I have some sandstone that looks nice and flat like yours, but it's semi-metamorphic and has lots of iron in it. I have drilled it with quarter inch holes to use as bases for driftwood. Every once in a while I would hit a high iron pocket that instantly dulls a masonry bit. I bought a rock bit that has not needed sharpening so far. Use a cold chisel or star drill to naturalise the edges of the drilled holes. Even and old blade screwdriver will do.

Next time you look for rock, check out the possibilities. Tufa rock is the remnant resulting from an ancient coral reef that once dwarfed the Great Barrier Reef of today, running diagonally across the interior of North America that was once an inland tropical sea.
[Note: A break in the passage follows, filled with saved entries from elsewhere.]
//! Route groups: consume rules paired with the head of their outbound path.
//!
//! Groups are never stored. They are recomputed from the table on demand and
//! the derivation fails as a whole on the first consume rule whose next hop
//! does not resolve to a forward rule.

use super::rule::{ConsumeRule, ForwardRule, RoutingRule};
use super::table::{RoutingError, RoutingTable};
use serde::{Deserialize, Serialize};

#[derive(Debug, Clone, PartialEq, Eq, Serialize, Deserialize)]
pub struct RouteGroupInfo {
    pub consume_rule: ConsumeRule,
    pub fwd_rule: ForwardRule,
}

/// Pair every consume rule in `table` with the forward rule it references.
pub fn derive_route_groups(table: &RoutingTable) -> Result<Vec<RouteGroupInfo>, RoutingError> {
    let mut groups = Vec::new();

    for rule in table.iter() {
        let RoutingRule::Consume(consume) = rule else {
            continue;
        };

        let dangling = RoutingError::DanglingReference {
            rule: consume.route_id,
            next: consume.next_route_id,
        };
        let fwd = match table.lookup(consume.next_route_id) {
            Ok(RoutingRule::Forward(fwd)) => fwd,
            // A consume rule pointing at another consume rule has no outbound hop
            Ok(RoutingRule::Consume(_)) | Err(_) => return Err(dangling),
        };

        groups.push(RouteGroupInfo {
            consume_rule: consume.clone(),
            fwd_rule: fwd.clone(),
        });
    }

    Ok(groups)
}

#[cfg(test)]
mod tests {
    use super::*;
    use crate::identity::PubKey;
    use crate::routing::rule::{Port, RouteDescriptor, RouteId};
    use std::time::Duration;
    use uuid::Uuid;

    fn forward(id: RouteId, next: RouteId) -> RoutingRule {
        RoutingRule::forward(
            Duration::from_secs(30),
            id,
            next,
            Uuid::new_v4(),
            RouteDescriptor::default(),
        )
    }

    fn consume(id: RouteId, next: RouteId) -> RoutingRule {
        RoutingRule::consume(
            Duration::from_secs(30),
            id,
            PubKey::from_bytes([1; 32]),
            PubKey::from_bytes([2; 32]),
            Port(8),
            Port(9),
            next,
        )
    }

    #[test]
    fn test_empty_table_has_no_groups() {
        let rt = RoutingTable::new();
        assert!(derive_route_groups(&rt).unwrap().is_empty());
    }

    #[test]
    fn test_pairs_consume_with_forward() {
        let mut rt = RoutingTable::new();
        let f = forward(RouteId(5), RouteId(6));
        let c = consume(RouteId(7), RouteId(5));
        rt.save(f.clone());
        rt.save(c.clone());

        let groups = derive_route_groups(&rt).unwrap();
        assert_eq!(groups.len(), 1);
        assert_eq!(&groups[0].consume_rule, c.as_consume().unwrap());
        assert_eq!(&groups[0].fwd_rule, f.as_forward().unwrap());
    }

    #[test]
    fn test_only_one_hop_is_resolved() {
        let mut rt = RoutingTable::new();
        let ids = rt.reserve(2).unwrap();
        rt.save(forward(ids[1], RouteId(999)));
        rt.save(consume(ids[0], ids[1]));

        let groups = derive_route_groups(&rt).unwrap();
        assert_eq!(groups.len(), 1);
        assert_eq!(groups[0].consume_rule.route_id, ids[0]);
        assert_eq!(groups[0].fwd_rule.route_id, ids[1]);
    }

    #[test]
    fn test_deleted_forward_is_dangling() {
        let mut rt = RoutingTable::new();
        rt.save(forward(RouteId(5), RouteId(6)));
        rt.save(consume(RouteId(7), RouteId(5)));
        rt.delete(&[RouteId(5)]);

        let err = derive_route_groups(&rt).unwrap_err();
        assert_eq!(
            err,
            RoutingError::DanglingReference {
                rule: RouteId(7),
                next: RouteId(5)
            }
        );
    }

    #[test]
    fn test_consume_to_consume_is_dangling() {
        let mut rt = RoutingTable::new();
        rt.save(consume(RouteId(1), RouteId(2)));
        rt.save(consume(RouteId(2), RouteId(1)));

        assert!(matches!(
            derive_route_groups(&rt),
            Err(RoutingError::DanglingReference { .. })
        ));
    }

    #[test]
    fn test_derivation_does_not_mutate() {
        let mut rt = RoutingTable::new();
        rt.save(forward(RouteId(1), RouteId(2)));
        rt.save(consume(RouteId(3), RouteId(1)));
        let before = rt.all();

        derive_route_groups(&rt).unwrap();
        assert_eq!(rt.all(), before);
    }
}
Pieces of tufa, one of the lightest rocks, are much easier to drill than sandstone and most pieces come with great built in features. In some areas farmers have to pull this each time they plow out of their fields and make huge piles here and there on their farm. Unlike most rocks it "floats" up through the soil and collects at the surface. It is great at buffering Rift Lake cichlid, Central American cichlid, and even marine tanks.
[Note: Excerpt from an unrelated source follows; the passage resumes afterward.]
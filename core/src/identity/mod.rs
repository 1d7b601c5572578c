// Identity: node public keys

mod keys;

pub use keys::{KeyError, KeyPair, PubKey, PUBKEY_LEN};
Both tufa and sandstone are easier shaped and drilled with sand blasting than with drill bits and cold chisels.

I had a neat piece of tufa that I had hollowed out from the bottom then cut caves through front and back, but I offset them so that you could not see through the rock. It was sitting out in my yard in a rock garden area which is a great way to switch out rocks and get rid of algae but this time, my wife's neice visited this past weekend and when I looked at it, it had been smashed into a dozen chunks and thrown into the yard. At least I still have the others I made at the same time.


----------



## audio (Jul 1, 2010)

I will have to get a new drill bit, I killed the one I was using after just that one rock. The trick so far has been trying to make the hole/cave look realistic, while still being functional and looking good in my tank. The same basic problem I have had setting the whole tank. I don't have a chisel so I will have to grab one of those as well. Thanks for the help. Sorry to hear about the smashed rock. It is only a rock but I know how long it took me to get my first one just right. I have a kid and a dog...it might be safer to keep mine in my tank.


----------



## newfisher (Dec 20, 2008)

If the sandstone is quartz arenite (looks to be from the photo), then the matrix will have a hardness (mohs scale) of 7, whereas a carbon steel or high speed steel drill bit will at best have a hardness of ~6.5. Unless the arenite is loosely cemented, the rock will win the battle over standard drill bits every time. So if you're using a drill and bit, buy a carbide tipped bit. Depending on grade, tungsten carbide has a hardness of 8.5 to ~9, which should make it last several caves. Wrap the rock in a rag or use wood blocks to protect it, clamp it in a sturdy vice, put on safety glasses, then go at it with both hands hanging onto an electric drill. Drill several holes then chip out stuff between holes with a hammer and coal chisel. Have fun.


----------



## Mcdaphnia (Dec 16, 2003)

newfisher said:


> If the sandstone is quartz arenite (looks to be from the photo), then the matrix will have a hardness (mohs scale) of 7, whereas a carbon steel or high speed steel drill bit will at best have a hardness of ~6.5. Unless the arenite is loosely cemented, the rock will win the battle over standard drill bits every time. So if you're using a drill and bit, buy a carbide tipped bit. Depending on grade, tungsten carbide has a hardness of 8.5 to ~9, which should make it last several caves. Wrap the rock in a rag or use wood blocks to protect it, clamp it in a sturdy vice, put on safety glasses, then go at it with both hands hanging onto an electric drill. Drill several holes then chip out stuff between holes with a hammer and coal chisel. Have fun.


It is certainly true that you can't use drill bits for drilling in wood to drill holes in rock.

To get a better job and less risk of a rock splitting, soak it for a few days before drilling.
I use a cold chisel to finish off the holes and naturalize them.


----------